Discovering her path
Initially, what Seydoux needed was to be an opera singer, and she or he duly attended the Conservatoire de Paris to pursue that dream. However after deciding she was too shy to make that work, Seydoux moved into performing on the age of 18, attaining her first César nomination (of 4 up to now) solely two years into her movie profession for Christophe Honoré’s 2008 school-set drama The Stunning Particular person.
Regardless of her grandfather Jérome Seydoux being the co-chairman of Pathé and her great-uncle Nicolas Seydoux chairing Gaumont, the actress determinedly solid her personal path, unaided by her household. Even earlier than incomes plaudits worldwide for 2013’s Blue Is The Warmest Color (for which she unprecedentedly as an actor shared the Cannes Palme d’Or together with her co-star Adele Exarchopoulos and the movie’s director Abdellatif Kechiche), Seydoux reached the purpose the place she was as more likely to be seen in a muscular Hollywood image (from Inglourious Basterds to Mission: Unimaginable — Ghost Protocol) as an intimate homegrown drama, corresponding to Arnaud Desplechin’s Deception, or Bruno Dumont’s France (simply two of her 4 movies that performed at Cannes this 12 months, whereas she remoted at her Paris house with asymptomatic Covid-19). However nothing in her profession has shocked her extra, she says, than being requested to play the feminine lead in a Bond film, particularly 2015’s Spectre.
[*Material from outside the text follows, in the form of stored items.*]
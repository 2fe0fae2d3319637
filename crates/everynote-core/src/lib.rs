//! everynote-core - Core library for EveryNote
//!
//! This crate contains the models, local storage layer, and screen state
//! shared by the EveryNote desktop shell. Nothing in here knows about
//! rendering; the shell drives these types from UI events.

pub mod auth;
pub mod config;
pub mod editor;
pub mod error;
pub mod filter;
pub mod models;
pub mod session;
pub mod storage;
pub mod util;
pub mod workspace;

pub use error::{Error, Result};
pub use models::{Category, Note, NoteId, User};
pub use session::{Screen, Session};
pub use workspace::NotesWorkspace;
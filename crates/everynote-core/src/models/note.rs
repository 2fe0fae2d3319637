//! Note model

use std::fmt;

use chrono::{DateTime, Local};
use serde::{Deserialize, Serialize};

use super::Category;
use crate::editor::strip_markup;
use crate::util::format_display_date;

/// Title used until a note has any content
pub const UNTITLED_NOTE: &str = "Untitled Note";

/// Number of body characters copied into the title
pub const TITLE_MAX_CHARS: usize = 50;

/// Number of stripped body characters shown in a list preview
pub const PREVIEW_MAX_CHARS: usize = 100;

const EMPTY_PREVIEW: &str = "No content";

/// Opaque note identifier derived from the creation timestamp (Unix ms).
#[derive(Debug, Clone, PartialEq, Eq, Hash, Serialize, Deserialize)]
#[serde(transparent)]
pub struct NoteId(String);

impl NoteId {
    /// Build an identifier from a Unix millisecond timestamp
    #[must_use]
    pub fn from_timestamp(millis: i64) -> Self {
        Self(millis.to_string())
    }

    /// Get the string representation of this ID
    #[must_use]
    pub fn as_str(&self) -> &str {
        &self.0
    }
}

impl fmt::Display for NoteId {
    fn fmt(&self, f: &mut fmt::Formatter<'_>) -> fmt::Result {
        f.write_str(&self.0)
    }
}

impl From<&str> for NoteId {
    fn from(value: &str) -> Self {
        Self(value.to_string())
    }
}

/// A user-authored note.
///
/// Field names serialize in camelCase so the stored `notes` payload keeps
/// the `createdAt` key.
#[derive(Debug, Clone, PartialEq, Eq, Serialize, Deserialize)]
#[serde(rename_all = "camelCase")]
pub struct Note {
    /// Unique identifier within the collection
    pub id: NoteId,
    /// First [`TITLE_MAX_CHARS`] characters of the body, markup included
    pub title: String,
    /// Marked-up body, opaque to the application
    pub content: String,
    pub category: Category,
    /// Display date formatted at creation time
    pub date: String,
    /// Creation timestamp (Unix ms)
    pub created_at: i64,
}

impl Note {
    /// Create an empty note in `category`, stamped with `now`.
    #[must_use]
    pub fn new_at(category: Category, now: DateTime<Local>) -> Self {
        let created_at = now.timestamp_millis();
        Self {
            id: NoteId::from_timestamp(created_at),
            title: UNTITLED_NOTE.to_string(),
            content: String::new(),
            category,
            date: format_display_date(now.date_naive()),
            created_at,
        }
    }

    /// Create an empty note in `category`, stamped with the current local time.
    #[must_use]
    pub fn new(category: Category) -> Self {
        Self::new_at(category, Local::now())
    }

    /// Overwrite the body and recompute the title from it.
    pub fn set_content(&mut self, content: impl Into<String>) {
        self.content = content.into();
        self.title = derive_title(&self.content);
    }

    /// Body with markup stripped, cut to [`PREVIEW_MAX_CHARS`] characters.
    ///
    /// Returns `"No content"` when nothing is left after stripping.
    #[must_use]
    pub fn preview(&self) -> String {
        let preview: String = strip_markup(&self.content)
            .chars()
            .take(PREVIEW_MAX_CHARS)
            .collect();
        if preview.is_empty() {
            EMPTY_PREVIEW.to_string()
        } else {
            preview
        }
    }
}

/// Title for a body: its first [`TITLE_MAX_CHARS`] characters, unstripped.
#[must_use]
pub fn derive_title(content: &str) -> String {
    let title: String = content.chars().take(TITLE_MAX_CHARS).collect();
    if title.is_empty() {
        UNTITLED_NOTE.to_string()
    } else {
        title
    }
}

#[cfg(test)]
mod tests {
    use super::*;
    use chrono::TimeZone;
    use pretty_assertions::assert_eq;

    fn fixed_now() -> DateTime<Local> {
        Local.with_ymd_and_hms(2026, 10, 16, 9, 30, 0).unwrap()
    }

    #[test]
    fn test_note_new_at() {
        let now = fixed_now();
        let note = Note::new_at(Category::Meeting, now);

        assert_eq!(note.id, NoteId::from_timestamp(now.timestamp_millis()));
        assert_eq!(note.title, UNTITLED_NOTE);
        assert_eq!(note.content, "");
        assert_eq!(note.category, Category::Meeting);
        assert_eq!(note.date, "16 Oct 2026");
        assert_eq!(note.created_at, now.timestamp_millis());
    }

    #[test]
    fn test_set_content_recomputes_title() {
        let mut note = Note::new_at(Category::General, fixed_now());
        note.set_content("<b>Groceries</b>");
        assert_eq!(note.content, "<b>Groceries</b>");
        assert_eq!(note.title, "<b>Groceries</b>");

        note.set_content("");
        assert_eq!(note.title, UNTITLED_NOTE);
    }

    #[test]
    fn test_derive_title_truncates_by_chars() {
        let long = "é".repeat(80);
        let title = derive_title(&long);
        assert_eq!(title.chars().count(), TITLE_MAX_CHARS);
        assert_eq!(derive_title("short"), "short");
    }

    #[test]
    fn test_preview_strips_markup() {
        let mut note = Note::new_at(Category::General, fixed_now());
        note.set_content("<h1>Plan</h1><ul><li>ship it</li></ul>");
        assert_eq!(note.preview(), "Planship it");

        note.set_content("<br>");
        assert_eq!(note.preview(), "No content");

        note.set_content("x".repeat(150));
        assert_eq!(note.preview().len(), PREVIEW_MAX_CHARS);
    }

    #[test]
    fn test_serializes_with_stored_field_names() {
        let note = Note::new_at(Category::ToDo, fixed_now());
        let value = serde_json::to_value(&note).unwrap();

        assert_eq!(value["id"], note.id.as_str());
        assert_eq!(value["category"], "To-Do");
        assert_eq!(value["createdAt"], note.created_at);
        assert!(value.get("created_at").is_none());
    }

    #[test]
    fn test_deserializes_browser_payload() {
        let payload = r#"{
            "id": "1760607000000",
            "title": "Standup",
            "content": "Standup",
            "category": "Meeting",
            "date": "16 Oct 2025",
            "createdAt": 1760607000000
        }"#;

        let note: Note = serde_json::from_str(payload).unwrap();
        assert_eq!(note.id, NoteId::from("1760607000000"));
        assert_eq!(note.category, Category::Meeting);
        assert_eq!(note.created_at, 1_760_607_000_000);
    }
}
“For me to be a Bond woman was utterly… I wouldn’t say it made no sense, however I did suppose, ‘How will I match into this huge machine?’” she admits. “I prefer to be surprising. I love to do my very own factor. Within the cinematic panorama, I’ve at all times expressed myself in a approach that’s not essentially like different actresses. I’m not an environment friendly actress. My tempo is completely different, and for that motive I’ve at all times felt anti-conventional.”
Given this, she discovered it no much less stunning to be requested to return to the function of Madeleine Swann within the long-delayed finale to the Daniel Craig arc, No Time To Die. But it surely was a better determination this time. In spite of everything, how far more “anti-conventional” are you able to get than a ‘Bond woman’ who’s a mom? “Once they requested me to come back again, I used to be blissful for one motive — this time she will not be stereotyped, and I used to be capable of have extra of my very own enter. So she’s not what you’d anticipate from a Bond woman, and that’s what I like.”
Seydoux returns to the theme of being an outsider: a girl not of this time, who will not be a part of the system, who doesn’t fairly slot in. She fortunately describes herself as melancholic — a top quality she laments is “disappearing within the fashionable world”. There’s definitely a way of existential otherness that pervades her roles: a deftly plied sleepy-eyed mystique, which evidently attracts explicit filmmakers to her. And in flip, she is drawn to a selected kind of filmmaker.
“I like administrators who’re a bit awkward, just a little loopy,” Seydoux says. Like David Cronenberg, maybe, who solid her within the upcoming rework of his 1970 sci-fi shocker Crimes Of The Future? “Sure! I believe I’ve discovered my splendid director,” she laughs. “I cherished working with him. I like the very fact he doesn’t make movies to please the trade. He simply makes the movie that he desires to make. I’m very impressed by individuals who have their very own approach of expression, and who can educate me one thing concerning the world.”
Does it encourage Seydoux sufficient to contemplate directing sooner or later? “Perhaps. Perhaps. I’ve concepts. However I don’t know if I’ve the expertise,” she says. “I’m going to cite Isabelle Huppert. She stated that [through acting] she makes her personal movie within the movie. And I really feel a bit like that.”